Phylogenetic placement of core bacteria
We used broadly sampled phylogenetic trees to identify the closest relatives of the F. distichus-core ASVs. We annotated the tree with information on the isolation source from GenBank reporting the environment or host or from which sequences were isolated. This allowed us to determine whether the F. distichus core fall within macroalgal-associated clades or clades that have been broadly characterized from other hosts and abiotic environments. In cases where we identified multiple core ASVs belonging to the same genus, this allowed us to determine whether the core ASVs are clustered together or fall within distinct clades.
We found the three core ASVs within Granulosicoccus genus fall within distinct clades [Supplementary Fig. 1]. The closest relatives of ASV4 and ASV130 were previously detected on brown macroalgae. On the other hand, close relatives of ASV11 and ASV1 were isolated from the environment (i.e, marine sediment and ice) [Supplementary Fig. 1].
Closely related bacteria of core ASVs within Litorimonas were mostly detected with brown and green macroalgae, although a few of them were still associated with environment (i.e., seawater and marine surface) [Supplementary Fig. 2]. Core ASVs within Granulosicoccus and Litorimonas genus are strong indicator bacteria of F. distichus and widespread on diverse seaweed species in our dataset. This is likely to reflect that they are generally well-adapted on seaweeds but facultative bacteria that can be acquired from surrounding environments.

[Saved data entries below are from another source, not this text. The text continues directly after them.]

//! Trailing-edge debouncer driven by explicit timestamps

use std::time::Duration;

/// Collapses a burst of triggers into one firing `delay` after the last one.
#[derive(Debug, Clone)]
pub struct Debouncer {
    delay: Duration,
    deadline: Option<Duration>,
}

impl Debouncer {
    pub fn new(delay: Duration) -> Self {
        Self {
            delay,
            deadline: None,
        }
    }

    pub fn delay(&self) -> Duration {
        self.delay
    }

    /// Restart the quiet period from `now`
    pub fn trigger(&mut self, now: Duration) {
        self.deadline = Some(now.saturating_add(self.delay));
    }

    /// Returns `true` exactly once when the quiet period has elapsed
    pub fn fire(&mut self, now: Duration) -> bool {
        match self.deadline {
            Some(deadline) if deadline <= now => {
                self.deadline = None;
                true
            }
            _ => false,
        }
    }

    pub fn cancel(&mut self) {
        self.deadline = None;
    }

    pub fn is_pending(&self) -> bool {
        self.deadline.is_some()
    }

    pub fn deadline(&self) -> Option<Duration> {
        self.deadline
    }
}

#[cfg(test)]
mod tests {
    use super::*;

    fn ms(value: u64) -> Duration {
        Duration::from_millis(value)
    }

    #[test]
    fn test_burst_collapses_into_one_firing() {
        let mut debouncer = Debouncer::new(ms(180));

        debouncer.trigger(ms(0));
        debouncer.trigger(ms(100));
        debouncer.trigger(ms(200));

        assert!(!debouncer.fire(ms(300)));
        assert!(debouncer.fire(ms(380)));
        assert!(!debouncer.fire(ms(500)));
    }

    #[test]
    fn test_cancel_discards_pending_firing() {
        let mut debouncer = Debouncer::new(ms(50));
        debouncer.trigger(ms(0));
        debouncer.cancel();

        assert!(!debouncer.is_pending());
        assert!(!debouncer.fire(ms(1000)));
    }
}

The closest relatives of Blastopirellula (Planctomycetes), core ASV2 were particularly detected with Fucus species [Supplementary Fig. 3], supporting our results that ASV2 maybe specialist on Fucus or brown algal clade. Another specialist, Rubritalea, core ASV3 is one that enriched in F. distichus samples but nearly absent in other 34 seaweed samples. We found that a sequence that closely match core ASV3 and ASV38 was also found on Fucus vesiculosus [Supplementary Fig. 4]. Overall, the core taxa, ASV2 and ASV3 maybe specialists on Fucus or brown algae, respectively, but we could not find evidence of co-diversification with seaweed hosts from the phylogenetic trees of the F. distichus-core bacteria because host and symbiont phylogenies are not concurrent.